+++ DATA PROVIDED +++
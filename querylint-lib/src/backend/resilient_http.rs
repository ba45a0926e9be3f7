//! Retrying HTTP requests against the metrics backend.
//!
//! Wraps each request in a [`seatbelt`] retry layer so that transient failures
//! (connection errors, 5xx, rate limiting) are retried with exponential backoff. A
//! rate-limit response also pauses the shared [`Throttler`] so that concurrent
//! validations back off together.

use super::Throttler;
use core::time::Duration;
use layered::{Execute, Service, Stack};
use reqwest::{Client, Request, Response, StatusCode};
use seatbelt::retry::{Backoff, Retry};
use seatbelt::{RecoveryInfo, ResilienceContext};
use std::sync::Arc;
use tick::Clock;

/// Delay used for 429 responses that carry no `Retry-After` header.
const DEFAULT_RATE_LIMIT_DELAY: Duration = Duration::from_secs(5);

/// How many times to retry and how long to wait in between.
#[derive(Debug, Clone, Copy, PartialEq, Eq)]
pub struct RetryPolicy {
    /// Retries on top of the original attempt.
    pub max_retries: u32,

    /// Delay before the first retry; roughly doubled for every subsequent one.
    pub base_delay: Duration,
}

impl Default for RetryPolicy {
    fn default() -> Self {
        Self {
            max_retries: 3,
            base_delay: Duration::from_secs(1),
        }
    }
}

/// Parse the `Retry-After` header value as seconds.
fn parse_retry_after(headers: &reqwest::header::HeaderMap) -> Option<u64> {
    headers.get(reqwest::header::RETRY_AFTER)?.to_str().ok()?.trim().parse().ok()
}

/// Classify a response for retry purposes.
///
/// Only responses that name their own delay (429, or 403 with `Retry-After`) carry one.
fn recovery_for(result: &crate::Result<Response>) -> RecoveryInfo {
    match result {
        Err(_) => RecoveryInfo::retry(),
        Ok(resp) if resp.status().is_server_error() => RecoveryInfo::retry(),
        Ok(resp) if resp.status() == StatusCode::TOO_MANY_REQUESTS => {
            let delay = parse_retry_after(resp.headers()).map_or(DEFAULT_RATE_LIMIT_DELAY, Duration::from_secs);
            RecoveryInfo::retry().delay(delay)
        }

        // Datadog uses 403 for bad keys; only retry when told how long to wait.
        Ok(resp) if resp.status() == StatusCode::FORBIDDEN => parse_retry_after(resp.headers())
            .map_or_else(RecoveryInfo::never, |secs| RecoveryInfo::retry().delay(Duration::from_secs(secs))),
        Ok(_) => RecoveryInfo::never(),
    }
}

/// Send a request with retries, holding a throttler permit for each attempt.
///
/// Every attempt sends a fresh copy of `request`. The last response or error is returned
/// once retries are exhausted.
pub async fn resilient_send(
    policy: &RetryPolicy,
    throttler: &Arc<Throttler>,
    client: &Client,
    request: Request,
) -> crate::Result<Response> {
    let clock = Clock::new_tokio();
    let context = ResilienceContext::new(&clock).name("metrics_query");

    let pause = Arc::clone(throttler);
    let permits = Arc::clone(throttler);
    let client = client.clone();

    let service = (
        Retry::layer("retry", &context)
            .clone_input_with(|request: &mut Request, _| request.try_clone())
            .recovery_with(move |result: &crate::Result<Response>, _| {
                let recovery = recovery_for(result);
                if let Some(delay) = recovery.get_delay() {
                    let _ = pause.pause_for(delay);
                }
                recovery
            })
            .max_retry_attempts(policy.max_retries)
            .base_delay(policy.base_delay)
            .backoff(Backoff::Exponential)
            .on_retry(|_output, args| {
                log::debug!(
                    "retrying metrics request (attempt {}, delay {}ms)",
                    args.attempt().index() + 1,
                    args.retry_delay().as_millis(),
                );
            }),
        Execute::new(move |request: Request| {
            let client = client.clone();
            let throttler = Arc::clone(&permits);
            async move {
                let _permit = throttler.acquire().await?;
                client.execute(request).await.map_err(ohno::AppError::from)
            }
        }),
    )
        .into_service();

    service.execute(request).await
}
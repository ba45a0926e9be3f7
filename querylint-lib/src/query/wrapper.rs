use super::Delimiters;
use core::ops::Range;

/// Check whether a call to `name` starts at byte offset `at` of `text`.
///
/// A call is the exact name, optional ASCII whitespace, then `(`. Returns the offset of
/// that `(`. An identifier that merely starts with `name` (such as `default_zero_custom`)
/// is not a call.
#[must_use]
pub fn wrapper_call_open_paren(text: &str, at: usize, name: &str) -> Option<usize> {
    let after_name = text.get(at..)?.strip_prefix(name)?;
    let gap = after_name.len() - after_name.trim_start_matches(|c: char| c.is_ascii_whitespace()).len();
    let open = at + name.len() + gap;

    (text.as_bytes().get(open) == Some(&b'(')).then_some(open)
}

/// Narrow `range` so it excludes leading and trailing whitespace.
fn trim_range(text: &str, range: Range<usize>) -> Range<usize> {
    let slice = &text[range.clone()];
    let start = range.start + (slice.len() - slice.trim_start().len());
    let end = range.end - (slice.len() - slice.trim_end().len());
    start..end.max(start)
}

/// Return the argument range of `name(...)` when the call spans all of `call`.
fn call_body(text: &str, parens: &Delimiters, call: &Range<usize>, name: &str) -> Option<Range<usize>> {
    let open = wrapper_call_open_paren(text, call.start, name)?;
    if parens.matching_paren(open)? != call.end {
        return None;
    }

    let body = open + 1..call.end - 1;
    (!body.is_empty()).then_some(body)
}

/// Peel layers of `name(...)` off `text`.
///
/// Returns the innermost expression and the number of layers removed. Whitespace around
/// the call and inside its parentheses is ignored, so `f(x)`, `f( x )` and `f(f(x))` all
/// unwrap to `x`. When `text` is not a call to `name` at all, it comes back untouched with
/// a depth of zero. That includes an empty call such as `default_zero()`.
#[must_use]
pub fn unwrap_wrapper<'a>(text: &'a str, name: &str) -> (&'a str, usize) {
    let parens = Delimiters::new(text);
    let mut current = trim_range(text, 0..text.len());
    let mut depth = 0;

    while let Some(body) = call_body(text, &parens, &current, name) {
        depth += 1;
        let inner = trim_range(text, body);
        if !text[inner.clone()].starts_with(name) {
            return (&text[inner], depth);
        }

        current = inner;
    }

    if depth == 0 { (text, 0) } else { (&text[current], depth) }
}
+++
**WORK INSTRUCTIONS**
Among the entries above, copy exactly only the lines starting with the one containing "let gap = after_name.len()" and going through the one containing "Return the argument", both ends included.

**WRITTEN RESPONSE**
    let gap = after_name.len() - after_name.trim_start_matches(|c: char| c.is_ascii_whitespace()).len();
    let open = at + name.len() + gap;

    (text.as_bytes().get(open) == Some(&b'(')).then_some(open)
}

/// Narrow `range` so it excludes leading and trailing whitespace.
fn trim_range(text: &str, range: Range<usize>) -> Range<usize> {
    let slice = &text[range.clone()];
    let start = range.start + (slice.len() - slice.trim_start().len());
    let end = range.end - (slice.len() - slice.trim_end().len());
    start..end.max(start)
}

/// Return the argument range of `name(...)` when the call spans all of `call`.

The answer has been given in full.